──────── RECORDS FOR THIS EXERCISE
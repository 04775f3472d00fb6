// SPDX-License-Identifier: PolyForm-Noncommercial-1.0.0
// Copyright (c) 2025 Sylvex. All rights reserved.

//! Transport abstraction.
//!
//! The connection manager talks to the server through a [`Transport`], so
//! tests can substitute an in-process loopback or a transport that always
//! fails.

use std::fmt;

use async_trait::async_trait;
use tokio::io::BufReader;
use tokio::net::tcp::{OwnedReadHalf, OwnedWriteHalf};
use tokio::net::TcpStream;
use uanode_core::error::{UaError, UaResult};
use uanode_core::protocol::{read_frame, write_frame, CodecError, Envelope, Request, Response};

/// Default port when the endpoint URL carries none.
pub const DEFAULT_PORT: u16 = 4840;

const SCHEME: &str = "opc.tcp://";

// =============================================================================
// Transport Trait
// =============================================================================

/// Request/response channel to one server.
#[async_trait]
pub trait Transport: Send + Sync + fmt::Debug {
    /// Opens the underlying connection.
    async fn connect(&mut self, endpoint_url: &str) -> UaResult<()>;

    /// Sends one request and waits for its response.
    async fn request(&mut self, request: Request) -> UaResult<Response>;

    /// Drops the underlying connection. Safe to call when not connected.
    async fn close(&mut self);

    /// Returns `true` while a connection is open.
    fn is_connected(&self) -> bool;
}

// =============================================================================
// Endpoint URL
// =============================================================================

/// Parts of an `opc.tcp://host:port/path` URL.
#[derive(Debug, Clone, PartialEq, Eq)]
pub struct EndpointAddress {
    /// Host name or address.
    pub host: String,
    /// TCP port.
    pub port: u16,
    /// Resource path, starting with `/` or empty.
    pub path: String,
}

impl EndpointAddress {
    /// Parses an endpoint URL.
    pub fn parse(url: &str) -> UaResult<Self> {
        let rest = url
            .strip_prefix(SCHEME)
            .ok_or_else(|| UaError::connection_failed(url, "endpoint URL must start with opc.tcp://"))?;

        let (authority, path) = match rest.find('/') {
            Some(idx) => (&rest[..idx], &rest[idx..]),
            None => (rest, ""),
        };
        if authority.is_empty() {
            return Err(UaError::connection_failed(url, "endpoint URL has no host"));
        }

        let (host, port) = if let Some(bracketed) = authority.strip_prefix('[') {
            let (host, tail) = bracketed
                .split_once(']')
                .ok_or_else(|| UaError::connection_failed(url, "unterminated IPv6 address"))?;
            (host, tail.strip_prefix(':'))
        } else {
            match authority.rsplit_once(':') {
                Some((host, port)) => (host, Some(port)),
                None => (authority, None),
            }
        };
        let port = match port {
            Some(port) => port
                .parse::<u16>()
                .map_err(|_| UaError::connection_failed(url, format!("invalid port '{}'", port)))?,
            None => DEFAULT_PORT,
        };

        Ok(Self {
            host: host.to_string(),
            port,
            path: path.to_string(),
        })
    }

    /// Returns `host:port` for socket connection.
    pub fn socket_address(&self) -> String {
        if self.host.contains(':') {
            format!("[{}]:{}", self.host, self.port)
        } else {
            format!("{}:{}", self.host, self.port)
        }
    }
}

// =============================================================================
// TcpTransport
// =============================================================================

struct TcpConnection {
    reader: BufReader<OwnedReadHalf>,
    writer: OwnedWriteHalf,
}

/// Framed TCP transport.
#[derive(Default)]
pub struct TcpTransport {
    connection: Option<TcpConnection>,
    endpoint: String,
    next_request_id: u32,
}

impl TcpTransport {
    /// Creates a disconnected transport.
    pub fn new() -> Self {
        Self::default()
    }

    fn lost(&mut self, message: impl Into<String>) -> UaError {
        self.connection = None;
        UaError::connection_failed(&self.endpoint, message)
    }
}

impl fmt::Debug for TcpTransport {
    fn fmt(&self, f: &mut fmt::Formatter<'_>) -> fmt::Result {
        f.debug_struct("TcpTransport")
            .field("endpoint", &self.endpoint)
            .field("connected", &self.connection.is_some())
            .finish()
    }
}

#[async_trait]
impl Transport for TcpTransport {
    async fn connect(&mut self, endpoint_url: &str) -> UaResult<()> {
        let address = EndpointAddress::parse(endpoint_url)?;
        self.endpoint = endpoint_url.to_string();
        self.connection = None;

        let stream = TcpStream::connect(address.socket_address())
            .await
            .map_err(|e| UaError::connection_io(endpoint_url, e))?;
        stream
            .set_nodelay(true)
            .map_err(|e| UaError::connection_io(endpoint_url, e))?;

        let (read_half, writer) = stream.into_split();
        self.connection = Some(TcpConnection {
            reader: BufReader::new(read_half),
            writer,
        });
        tracing::debug!(endpoint = %endpoint_url, "TCP connection established");
        Ok(())
    }

    async fn request(&mut self, request: Request) -> UaResult<Response> {
        self.next_request_id = self.next_request_id.wrapping_add(1);
        let request_id = self.next_request_id;

        let Some(conn) = self.connection.as_mut() else {
            return Err(UaError::connection_failed(&self.endpoint, "not connected"));
        };

        let envelope = Envelope {
            request_id,
            body: request,
        };
        if let Err(e) = write_frame(&mut conn.writer, &envelope).await {
            return Err(self.lost(e.to_string()));
        }

        let reply: Option<Envelope<Response>> = match read_frame(&mut conn.reader).await {
            Ok(reply) => reply,
            Err(CodecError::Malformed(e)) => {
                self.connection = None;
                return Err(UaError::protocol(format!("malformed response: {}", e)));
            }
            Err(e) => return Err(self.lost(e.to_string())),
        };

        match reply {
            Some(reply) if reply.request_id == request_id => Ok(reply.body),
            Some(reply) if reply.request_id == 0 => Ok(reply.body),
            Some(reply) => {
                self.connection = None;
                Err(UaError::protocol(format!(
                    "response id {} does not match request id {}",
                    reply.request_id, request_id
                )))
            }
            None => Err(self.lost("connection closed by server")),
        }
    }

    async fn close(&mut self) {
        if self.connection.take().is_some() {
            tracing::debug!(endpoint = %self.endpoint, "TCP connection closed");
        }
    }

    fn is_connected(&self) -> bool {
        self.connection.is_some()
    }
}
────────────────
WHAT YOU NEED TO DO -
From the records above, copy each line in which the string "bool" occurs.

RESULT OF THE TASK -
    fn is_connected(&self) -> bool;
    fn is_connected(&self) -> bool {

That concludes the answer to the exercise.